Figure 5.6 Image scanning process

Users can execute simple command lines with Clairctl[v], the lightweight Clair client tool, to upload and scan images as well as output reports.

  • CIS Benchmarks

The Center for Internet Security (CIS)[vi] is a nonprofit entity that harnesses the power of a global IT community to safeguard private and public organizations against cyber threats. CIS Benchmarks is a recognized global standard and best practice for securing IT systems and data against attacks. CIS Benchmarks provide a wide variety of security assessment standards covering operating systems, system software, cloud providers, and mobile devices among others.

  • Docker CIS Benchmark

Docker and CIS co-produce a security benchmark document on security audit of container environments.

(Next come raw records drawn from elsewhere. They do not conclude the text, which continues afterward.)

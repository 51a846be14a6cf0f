use std::sync::Arc;

use parking_lot::Mutex;

use crate::codec::FeatureCodec;
use crate::error::ForecastError;
use crate::eta::{self, EtaParams};
use crate::model::StepModel;
use crate::rollout;
use crate::store::SlidingWindowStore;
use crate::types::{BusTrack, EtaEstimate, Fix, Sample, Window, MAX_PREDICT_STEPS, SEQUENCE_LENGTH};

/// Seed window -> rollout -> denormalize -> ETA, with model and codec injected.
#[derive(Clone)]
pub struct Forecaster {
    model: Arc<dyn StepModel>,
    codec: Arc<FeatureCodec>,
    params: EtaParams,
    max_steps: usize,
}

/// Result for one recorded track of a batch run.
#[derive(Debug)]
pub struct TrackForecast<'a> {
    pub track: &'a BusTrack,
    pub result: Result<Vec<EtaEstimate>, ForecastError>,
}

impl Forecaster {
    pub fn new(model: Arc<dyn StepModel>, codec: Arc<FeatureCodec>, params: EtaParams) -> Self {
        Self {
            model,
            codec,
            params,
            max_steps: MAX_PREDICT_STEPS,
        }
    }

    /// Caps the horizon any single forecast may request.
    pub fn with_max_steps(mut self, max_steps: usize) -> Self {
        self.max_steps = max_steps;
        self
    }

    pub fn max_steps(&self) -> usize {
        self.max_steps
    }

    pub fn codec(&self) -> Arc<FeatureCodec> {
        Arc::clone(&self.codec)
    }

    /// Forecasts from an already normalized seed window and the recent raw fixes.
    pub fn forecast_window(
        &self,
        seed: &Window,
        history: &[Fix],
        steps: usize,
    ) -> Result<Vec<EtaEstimate>, ForecastError> {
        if steps > self.max_steps {
            return Err(ForecastError::HorizonTooLong {
                requested: steps,
                max: self.max_steps,
            });
        }
        let forecast = rollout::forecast(self.model.as_ref(), seed, steps)?;
        let normalized: Vec<(f64, f64)> = forecast.iter().map(|s| s.latlon()).collect();
        let positions = self.codec.denormalize(&normalized)?;
        Ok(eta::estimate(history, &positions, &self.params))
    }

    /// Streaming mode: forecast for an entity buffered in `store`.
    ///
    /// The lock is held only while the snapshot is copied out, not during inference.
    pub fn forecast_entity(
        &self,
        store: &Mutex<SlidingWindowStore>,
        entity_id: &str,
        steps: usize,
    ) -> Result<Vec<EtaEstimate>, ForecastError> {
        let (seed, history) = store.lock().snapshot(entity_id)?;
        let out = self.forecast_window(&seed, &history, steps)?;
        tracing::debug!("forecast {} steps for {}", out.len(), entity_id);
        Ok(out)
    }

    /// Batch mode: forecast from a chronological list of raw samples.
    pub fn forecast_history(
        &self,
        samples: &[Sample],
        steps: usize,
    ) -> Result<Vec<EtaEstimate>, ForecastError> {
        if samples.len() < SEQUENCE_LENGTH {
            return Err(ForecastError::InsufficientHistory {
                required: SEQUENCE_LENGTH,
                available: samples.len(),
            });
        }
        let recent = &samples[samples.len() - SEQUENCE_LENGTH..];
        let raw: Vec<_> = recent.iter().map(Sample::features).collect();
        let seed = Window::from_latest(&self.codec.normalize(&raw)?)?;
        let history: Vec<Fix> = recent.iter().map(Sample::fix).collect();
        self.forecast_window(&seed, &history, steps)
    }

    /// Batch mode over a recorded track whose entries may be unsorted.
    pub fn forecast_track(
        &self,
        track: &BusTrack,
        steps: usize,
    ) -> Result<Vec<EtaEstimate>, ForecastError> {
        let samples = track.samples()?;
        self.forecast_history(&samples, steps)
    }

    /// Forecasts every track (or only `bus_id`), in file order. A failing
    /// track is reported in its own result and never stops the rest.
    pub fn forecast_tracks<'a>(
        &self,
        tracks: &'a [BusTrack],
        bus_id: Option<&str>,
        steps: usize,
    ) -> Vec<TrackForecast<'a>> {
        tracks
            .iter()
            .filter(|t| bus_id.map_or(true, |id| t.bus_id == id))
            .map(|track| TrackForecast {
                track,
                result: self.forecast_track(track, steps),
            })
            .collect()
    }
}
use thiserror::Error;

/// Failures raised at the scaler boundary.
#[derive(Debug, Error)]
pub enum CodecError {
    #[error("feature width mismatch: expected {expected}, got {actual}")]
    WidthMismatch { expected: usize, actual: usize },

    #[error("invalid scaler: {0}")]
    InvalidScaler(String),
}

/// Everything that can abort a single ingest or forecast request.
///
/// None of these leave a mark on stored entity history: a failed request can
/// simply be retried once more data has arrived.
#[derive(Debug, Error)]
pub enum ForecastError {
    #[error("insufficient history: need {required} samples, have {available}")]
    InsufficientHistory { required: usize, available: usize },

    #[error("codec error: {0}")]
    Codec(#[from] CodecError),

    #[error("model inference failed: {0}")]
    ModelInference(String),

    #[error("invalid timestamp {value:?}: {reason}")]
    TimestampParse { value: String, reason: String },

    #[error("forecast horizon must be at least one step")]
    InvalidHorizon,

    #[error("forecast horizon of {requested} steps exceeds the limit of {max}")]
    HorizonTooLong { requested: usize, max: usize },
}

impl ForecastError {
    pub fn timestamp_parse(value: impl Into<String>, reason: impl Into<String>) -> Self {
        Self::TimestampParse {
            value: value.into(),
            reason: reason.into(),
        }
    }
}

Five versions[27] are available for this document:

  • CIS V1.0.0 for Docker 1.11.0 Benchmark
  • CIS V1.0.0 for Docker 1.12.0 Benchmark
  • CIS V1.0.0 for Docker 1.13.0 Benchmark
  • CIS V1.0.0 for Docker 1.6 Benchmark
  • CIS V1.1.0 for Docker Community Edition Benchmark

For example, CIS V1.0.0 for Docker 1.13.0 Benchmark, released on January 19, 2017, presents more than 100 security configuration and audit methods covering host configuration, Docker configuration, Docker daemon configuration files, container image and Build file, container runtime, and Docker security operations among others.

The Docker community open-sourced this tool[vii] which supports CIS Docker Community Edition Benchmark V1.1.0.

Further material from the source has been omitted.